D'avance, merci pour eux.
Compléments :
> Appel relayé par BouddhaChannel.
> Liste des centres Drukpa.
> Association Drukpa Humanitaire.
> Sur les blogs: VivreABangalore, KiKiSosoLargyalo, MaGalerie, LionDesNeigesMontBlanc, AuFilDesSaisons, VolontAsia.
20:00 | Lien permanent | Commentaires (2) | Tags : solidarités, asie, bouddhisme, ladakh | Imprimer
Commentaires
Vous exagérez un peu. On parle beaucoup du Pakistan à cause de l'ampleur de la catastrophe dans ce pays. Mais on parle aussi beaucoup du Ladakh, et pas seulement à cause des trois touristes français, notamment en Suisse, où j'étais ces derniers temps, tous les bulletins d'info parlaient du Ladakh, même plus que du Pakistan. En tant qu'amoureux du Ladakh moi-même, j'ai plutôt craint l'effet inverse: qu'on parle plus du Ladakh parce qu'il est plus "sympathique" aux yeux des occidentaux que ne l'est un Pakistan qui fait peur. Mais vous qui êtes bouddhiste, vous devez savoir que la compassion doit s'exercer à tous les êtres, indépendamment de leur orientation politique ou religieuse. Quant à dire que l'administration locale est peu développée au Ladakh, je ne suis pas sûr, là encore, d'être d'accord avec vous. Il y a une administration locale très sérieuse à Leh, qui est capable en temps normal de très bien réguler la vie économique locale, autant que le flot des touristes estivaux. Evidemment, en temps exceptionnel, elle a ses limites comme toute administration.
Écrit par : Alain L. | 13/08/2010
La France n'est malheureusement pas la Suisse.

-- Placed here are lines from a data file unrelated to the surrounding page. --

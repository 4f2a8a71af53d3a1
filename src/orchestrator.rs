//! Chat orchestration: route a message to an agent, ground it in patient
//! records, talk to the model and keep session memory.

use std::sync::Arc;

use chrono::{Duration, Utc};
use futures::StreamExt;
use tracing::{debug, info, instrument, warn};

use crate::agents::context::{
    render_missing, render_patient_records, render_prescriptions, render_vitals,
};
use crate::agents::prompts::{self, GUEST_APOLOGY};
use crate::agents::{classify_query, AgentProfile, AgentType, AgentsConfig, Route};
use crate::db::RecordSource;
use crate::error::AppError;
use crate::llm::{CompletionRequest, LanguageModel, LlmError};
use crate::memory::MemoryStore;
use crate::models::chat::{ChatMessage, RecordKind, SessionContext};
use crate::models::records::VitalsQuery;

/// Rows per category fetched to ground a chat answer.
const GROUNDING_LIMIT: i64 = 100;
const PRESCRIPTION_LIMIT: i64 = 50;
/// History messages a guest may send along.
const GUEST_HISTORY: usize = 10;

pub struct Orchestrator {
    model: Arc<dyn LanguageModel>,
    memory: Arc<dyn MemoryStore>,
    records: Arc<dyn RecordSource>,
    agents: AgentsConfig,
    history_limit: usize,
}

impl Orchestrator {
    pub fn new(
        model: Arc<dyn LanguageModel>,
        memory: Arc<dyn MemoryStore>,
        records: Arc<dyn RecordSource>,
        agents: AgentsConfig,
        history_limit: usize,
    ) -> Self {
        Self {
            model,
            memory,
            records,
            agents,
            history_limit,
        }
    }

    pub fn welcome_message(&self) -> &str {
        &self.agents.chat.welcome_message
    }

    pub fn records(&self) -> Arc<dyn RecordSource> {
        self.records.clone()
    }

    /// Which agent `route_query` would hand this message to.
    pub fn agent_for(&self, message: &str, patient_id: Option<&str>) -> AgentType {
        match classify_query(message, patient_id.is_some()) {
            Route::Chat => AgentType::Chat,
            _ => AgentType::Record,
        }
    }

    /// Answer a session message, relaying fragments as they arrive.
    ///
    /// Memory is only written once the whole answer is in hand, so a failed
    /// call leaves the session as it was.
    #[instrument(skip(self, message, on_fragment), fields(chars = message.len()))]
    pub async fn stream_chat<F>(
        &self,
        session_id: &str,
        message: &str,
        patient_id: Option<&str>,
        mut on_fragment: F,
    ) -> Result<String, AppError>
    where
        F: FnMut(&str) + Send,
    {
        let (request, context) = self.chat_request(session_id, message, patient_id).await?;
        let response = self.stream_text(request, &mut on_fragment).await?;
        self.remember(session_id, message, &response, patient_id, context)
            .await?;
        Ok(response)
    }

    /// Answer a session message in one piece.
    #[instrument(skip(self, message), fields(chars = message.len()))]
    pub async fn chat(
        &self,
        session_id: &str,
        message: &str,
        patient_id: Option<&str>,
    ) -> Result<String, AppError> {
        let (request, context) = self.chat_request(session_id, message, patient_id).await?;
        let response = self.model.complete(request).await?;
        self.remember(session_id, message, &response, patient_id, context)
            .await?;
        Ok(response)
    }

    /// Send a free-text message to the record agent when it asks for a
    /// record category about a known patient, otherwise to the chat agent.
    pub async fn route_query<F>(
        &self,
        session_id: &str,
        message: &str,
        patient_id: Option<&str>,
        on_fragment: F,
    ) -> Result<String, AppError>
    where
        F: FnMut(&str) + Send,
    {
        let route = classify_query(message, patient_id.is_some());
        debug!(?route, "routed query");
        match (route, patient_id) {
            (Route::Vitals, Some(id)) => self.analyze_vitals(id, None, 30, on_fragment).await,
            (Route::Prescriptions, Some(id)) => self.summarize_prescriptions(id, on_fragment).await,
            (Route::Summary, Some(id)) => self.patient_summary(id, on_fragment).await,
            _ => {
                self.stream_chat(session_id, message, patient_id, on_fragment)
                    .await
            }
        }
    }

    /// Run one record-agent operation by category.
    pub async fn record_request<F>(
        &self,
        kind: RecordKind,
        patient_id: &str,
        vital_type: Option<&str>,
        days: u32,
        on_fragment: F,
    ) -> Result<String, AppError>
    where
        F: FnMut(&str) + Send,
    {
        match kind {
            RecordKind::Summary => self.patient_summary(patient_id, on_fragment).await,
            RecordKind::Vitals => {
                self.analyze_vitals(patient_id, vital_type, days, on_fragment)
                    .await
            }
            RecordKind::Prescriptions => {
                self.summarize_prescriptions(patient_id, on_fragment).await
            }
        }
    }

    #[instrument(skip(self, on_fragment))]
    pub async fn patient_summary<F>(&self, patient_id: &str, mut on_fragment: F) -> Result<String, AppError>
    where
        F: FnMut(&str) + Send,
    {
        let records = self
            .records
            .patient_records(patient_id, GROUNDING_LIMIT)
            .await?
            .ok_or_else(|| patient_not_found(patient_id))?;
        let data = render_patient_records(&records);
        let request = record_prompt(&self.agents.record, prompts::summary_request(), &data);
        self.stream_text(request, &mut on_fragment).await
    }

    #[instrument(skip(self, on_fragment))]
    pub async fn analyze_vitals<F>(
        &self,
        patient_id: &str,
        vital_type: Option<&str>,
        days: u32,
        mut on_fragment: F,
    ) -> Result<String, AppError>
    where
        F: FnMut(&str) + Send,
    {
        self.require_patient(patient_id).await?;

        let until = Utc::now();
        let since = until - Duration::days(i64::from(days));
        let query = VitalsQuery {
            vital_type: vital_type.map(str::to_string),
            since: Some(since),
            until: Some(until),
            ..VitalsQuery::for_patient(patient_id)
        };
        let vitals = self.records.health_vitals(&query).await?;
        debug!(rows = vitals.len(), "vitals fetched");

        let request = record_prompt(
            &self.agents.record,
            prompts::vitals_request(vital_type, since, until),
            &render_vitals(&vitals),
        );
        self.stream_text(request, &mut on_fragment).await
    }

    #[instrument(skip(self, on_fragment))]
    pub async fn summarize_prescriptions<F>(
        &self,
        patient_id: &str,
        mut on_fragment: F,
    ) -> Result<String, AppError>
    where
        F: FnMut(&str) + Send,
    {
        self.require_patient(patient_id).await?;
        let prescriptions = self
            .records
            .prescriptions(patient_id, true, PRESCRIPTION_LIMIT)
            .await?;

        let request = record_prompt(
            &self.agents.record,
            prompts::prescriptions_request(),
            &render_prescriptions(&prescriptions),
        );
        self.stream_text(request, &mut on_fragment).await
    }

    /// Stateless answer for visitors. Never fails: model errors become an
    /// apology.
    #[instrument(skip_all, fields(history = history.len()))]
    pub async fn guest_chat(&self, message: &str, history: &[ChatMessage]) -> String {
        let skip = history.len().saturating_sub(GUEST_HISTORY);
        let mut messages: Vec<ChatMessage> = history[skip..]
            .iter()
            .map(|m| ChatMessage::new(m.role, m.content.clone()))
            .collect();
        messages.push(ChatMessage::user(message));

        let profile = &self.agents.guest;
        let request = CompletionRequest {
            system: profile.system_prompt.clone(),
            messages,
            temperature: profile.temperature,
            max_tokens: profile.max_tokens,
        };
        match self.model.complete(request).await {
            Ok(text) if !text.trim().is_empty() => text.trim().to_string(),
            Ok(_) => GUEST_APOLOGY.to_string(),
            Err(e) => {
                warn!(error = %e, "guest chat failed");
                GUEST_APOLOGY.to_string()
            }
        }
    }

    #[instrument(skip(self))]
    pub async fn clear_session(&self, session_id: &str) -> Result<(), AppError> {
        self.memory.clear(session_id).await?;
        info!("session cleared");
        Ok(())
    }

    async fn require_patient(&self, patient_id: &str) -> Result<(), AppError> {
        match self.records.patient_by_id(patient_id).await? {
            Some(_) => Ok(()),
            None => Err(patient_not_found(patient_id)),
        }
    }

    async fn chat_request(
        &self,
        session_id: &str,
        message: &str,
        patient_id: Option<&str>,
    ) -> Result<(CompletionRequest, SessionContext), AppError> {
        let mut messages = self.memory.history(session_id, self.history_limit).await?;
        let context = self.memory.context(session_id).await?;

        let profile = &self.agents.chat;
        let system = match patient_id.or(context.patient_id.as_deref()) {
            Some(id) => {
                let grounding = match self.records.patient_records(id, GROUNDING_LIMIT).await? {
                    Some(records) => render_patient_records(&records),
                    None => render_missing(id),
                };
                prompts::with_patient_context(&profile.system_prompt, &grounding)
            }
            None => profile.system_prompt.clone(),
        };

        messages.push(ChatMessage::user(message));
        let request = CompletionRequest {
            system,
            messages,
            temperature: profile.temperature,
            max_tokens: profile.max_tokens,
        };
        Ok((request, context))
    }

    async fn stream_text(
        &self,
        request: CompletionRequest,
        on_fragment: &mut (dyn FnMut(&str) + Send),
    ) -> Result<String, AppError> {
        let mut stream = self.model.stream(request).await?;
        let mut full = String::new();
        while let Some(fragment) = stream.next().await {
            let fragment = fragment?;
            on_fragment(&fragment);
            full.push_str(&fragment);
        }
        if full.trim().is_empty() {
            return Err(LlmError::EmptyResponse.into());
        }
        Ok(full)
    }

    async fn remember(
        &self,
        session_id: &str,
        message: &str,
        response: &str,
        patient_id: Option<&str>,
        context: SessionContext,
    ) -> Result<(), AppError> {
        let now = Utc::now();
        let context = patient_id
            .filter(|id| context.patient_id.as_deref() != Some(*id))
            .map(|id| SessionContext {
                patient_id: Some(id.to_string()),
            });
        self.memory
            .commit(
                session_id,
                &[
                    ChatMessage::user(message).stamped(now),
                    ChatMessage::assistant(response).stamped(now),
                ],
                context.as_ref(),
            )
            .await?;
        Ok(())
    }
}

fn patient_not_found(patient_id: &str) -> AppError {
    AppError::NotFound(format!("Patient {}", patient_id))
}

fn record_prompt(profile: &AgentProfile, instruction: String, data: &str) -> CompletionRequest {
    CompletionRequest {
        system: profile.system_prompt.clone(),
        messages: vec![ChatMessage::user(format!("{}\n\n{}", instruction, data))],
        temperature: profile.temperature,
        max_tokens: profile.max_tokens,
    }
}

Et ici, les medias français ne parlent actuellement QUE des pauvres touristes français en perdition, aussi bien à la télé, à la radio que sur internet.
Il suffit de faire une recherche via google pour voir le peu d'intérêt que le Ladakh inspire, en comparaison avec les informations diffusées sur le Pakistan voisin.
La compassion doit évidemment s'exercer envers tous. Il y a d'ailleurs pas mal d'indiens hindous ou sikhs et de kashmiris musulmans à Leh, et ils ont autant été touchés que les "chapatis" (nom péjoratif donné par les indiens aux ladakhis d'origine).
Ce que je reproche aux medias actuellement est de faire une impasse totale sur les habitants du Ladakh qui méritent autant (sinon plus) d'être entendus, soutenus et aidés.
Quant à l'administration indienne, peut-être s'est elle améliorée récemment, mais elle est souvent très bureaucratique, très centralisée (à Leh essentiellement) et très inefficace, même en temps normal.
Dans certaines parties du Ladakh, seule l'armée indienne est présente pour suppléer aux carences de l'administration civile, mais elle est d'abord orienté vers les familles des militaires.
Quant au tourisme, il est surtout géré par une multitude d'entreprises privées aux mains des kashmiris, majoritaires dans tous les secteurs commerciaux.